Sarah sat in the waiting room outside the hospital’s employee counsellor’s office.  It was hospital policy for anyone who missed a certain amount of work due to illness or personal circumstances to see the counsellor.  Everyone knew it was often just a front, the truth of the matter was the counsellor was not really a counsellor at all; she was there to give warnings to employees who’s performance had been below par and in some cases to assess whether her ‘client’ was really able to continue to be a valuable part of the ‘Northside Health’ family.  Those who were assessed as being such would often be gotten rid of with the least amount of fuss possible under the guise of being assessed as being unfit for work on non-medical grounds (ie incompetent, dangerous or unreliable).  This practice allowed them to avoid that inconvenient return to work policy that enabled employees to gradually return to work or work more manageable hours in their period of recuperation.

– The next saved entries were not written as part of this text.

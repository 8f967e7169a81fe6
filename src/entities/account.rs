// 💳 Account Entity - where money lives (wallet, card, brokerage)
//
// Referenced by transactions and recurring rules through account_id.
// Deleting an account never touches those rows; see DeletePolicy.

use crate::db::{Assignments, Store};
use crate::error::{Error, Result};
use rusqlite::types::{FromSql, FromSqlError, FromSqlResult, ToSqlOutput, Value, ValueRef};
use rusqlite::{params, Row, ToSql};
use serde::{Deserialize, Serialize};
use std::fmt;
use std::str::FromStr;

// ============================================================================
// ACCOUNT TYPE
// ============================================================================

/// Allowed values of `accounts.type` (enforced by a CHECK constraint)
#[derive(Debug, Clone, Copy, PartialEq, Eq, Hash, Serialize, Deserialize)]
#[serde(rename_all = "lowercase")]
pub enum AccountType {
    Cash,
    Credit,
    Debit,
    Investment,
}

impl AccountType {
    pub const ALL: [AccountType; 4] = [
        AccountType::Cash,
        AccountType::Credit,
        AccountType::Debit,
        AccountType::Investment,
    ];

    pub fn as_str(&self) -> &'static str {
        match self {
            AccountType::Cash => "cash",
            AccountType::Credit => "credit",
            AccountType::Debit => "debit",
            AccountType::Investment => "investment",
        }
    }
}

impl fmt::Display for AccountType {
    fn fmt(&self, f: &mut fmt::Formatter<'_>) -> fmt::Result {
        f.write_str(self.as_str())
    }
}

impl FromStr for AccountType {
    type Err = Error;

    fn from_str(s: &str) -> Result<Self> {
        match s {
            "cash" => Ok(AccountType::Cash),
            "credit" => Ok(AccountType::Credit),
            "debit" => Ok(AccountType::Debit),
            "investment" => Ok(AccountType::Investment),
            other => Err(Error::ConstraintViolation(format!(
                "invalid account type '{}': expected cash, credit, debit or investment",
                other
            ))),
        }
    }
}

impl ToSql for AccountType {
    fn to_sql(&self) -> rusqlite::Result<ToSqlOutput<'_>> {
        Ok(ToSqlOutput::from(self.as_str()))
    }
}

impl FromSql for AccountType {
    fn column_result(value: ValueRef<'_>) -> FromSqlResult<Self> {
        value
            .as_str()?
            .parse()
            .map_err(|e| FromSqlError::Other(Box::new(e)))
    }
}

// ============================================================================
// ACCOUNT ROW
// ============================================================================

#[derive(Debug, Clone, PartialEq, Serialize, Deserialize)]
pub struct Account {
    pub id: i64,
    pub name: String,
    pub account_type: AccountType,
}

impl Account {
    fn from_row(row: &Row<'_>) -> rusqlite::Result<Self> {
        Ok(Account {
            id: row.get(0)?,
            name: row.get(1)?,
            account_type: row.get(2)?,
        })
    }
}

/// Partial update: only `Some` fields are written
#[derive(Debug, Clone, Default, PartialEq)]
pub struct AccountPatch {
    pub name: Option<String>,
    pub account_type: Option<AccountType>,
}

impl AccountPatch {
    pub fn name(name: impl Into<String>) -> Self {
        AccountPatch {
            name: Some(name.into()),
            ..Default::default()
        }
    }

    pub fn account_type(account_type: AccountType) -> Self {
        AccountPatch {
            account_type: Some(account_type),
            ..Default::default()
        }
    }

    fn assignments(&self) -> Assignments {
        let mut set = Assignments::new();
        set.set("name", self.name.clone().map(Value::from))
            .set(
                "type",
                self.account_type.map(|t| Value::from(t.as_str().to_string())),
            );
        set
    }
}

// ============================================================================
// STORE OPERATIONS
// ============================================================================

impl Store {
    pub fn create_account(&self, name: &str, account_type: AccountType) -> Result<i64> {
        let id = self.insert(
            "INSERT INTO accounts (name, type) VALUES (?1, ?2)",
            params![name, account_type],
        )?;
        log::debug!("accounts: created id {} ('{}', {})", id, name, account_type);
        Ok(id)
    }

    pub fn list_accounts(&self) -> Result<Vec<Account>> {
        self.query(
            "SELECT id, name, type FROM accounts ORDER BY id",
            [],
            Account::from_row,
        )
    }

    pub fn get_account(&self, id: i64) -> Result<Option<Account>> {
        self.query_one(
            "SELECT id, name, type FROM accounts WHERE id = ?1",
            params![id],
            Account::from_row,
        )
    }

    /// Returns rows affected; a missing id is a silent no-op
    pub fn update_account(&self, id: i64, patch: &AccountPatch) -> Result<usize> {
        self.update_columns("accounts", id, patch.assignments())
    }

    pub fn delete_account(&self, id: i64) -> Result<usize> {
        self.delete_row(
            "account",
            "accounts",
            id,
            &[("transactions", "account_id"), ("recurring", "account_id")],
        )
    }
}
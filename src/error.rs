// Error taxonomy for the store and the reporter

use thiserror::Error;

/// Errors surfaced by store and report operations.
///
/// Updating or deleting a row that does not exist is NOT an error; those
/// operations return the number of affected rows instead.
#[derive(Error, Debug)]
pub enum Error {
    /// A declared CHECK / UNIQUE / PRIMARY KEY constraint was violated,
    /// or an enum value outside the allowed set was supplied
    #[error("constraint violation: {0}")]
    ConstraintViolation(String),

    /// Delete refused because other rows still point at this one
    #[error("{entity} {id} is still referenced by {dependents} row(s)")]
    Referenced {
        entity: &'static str,
        id: i64,
        dependents: i64,
    },

    /// Any other SQLite failure
    #[error("database error: {0}")]
    Database(rusqlite::Error),

    #[error("I/O error: {0}")]
    Io(#[from] std::io::Error),

    /// Chart rendering or PNG encoding failed
    #[error("chart error: {0}")]
    Chart(String),
}

impl From<rusqlite::Error> for Error {
    fn from(err: rusqlite::Error) -> Self {
        match err {
            rusqlite::Error::SqliteFailure(ref code, ref message)
                if code.code == rusqlite::ErrorCode::ConstraintViolation =>
            {
                let detail = message
                    .clone()
                    .unwrap_or_else(|| code.to_string());
                Error::ConstraintViolation(detail)
            }
            other => Error::Database(other),
        }
    }
}

impl Error {
    pub fn is_constraint_violation(&self) -> bool {
        matches!(self, Error::ConstraintViolation(_))
    }
}

pub type Result<T> = std::result::Result<T, Error>;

For an industry focussed on helping people the health care industry was notoriously unsympathetic towards its own workers when they became ill for whatever reason and Northside was no exception.

Occasionally, when the employee was too valuable to let go or too hard to replace the counsellor would arrange a return to work program for them – Sarah was hoping that her training in the area of nursing she was currently working in meant that she would fall into that category but her long record of sick leave and only being capable of part-time work made her nervous.  She hoped the appointment would just be a slap on the wrist; there was no way she could look for a new job right now.  She was sick more days than well, some days she could hardly get out of bed or would only move as far as the couch.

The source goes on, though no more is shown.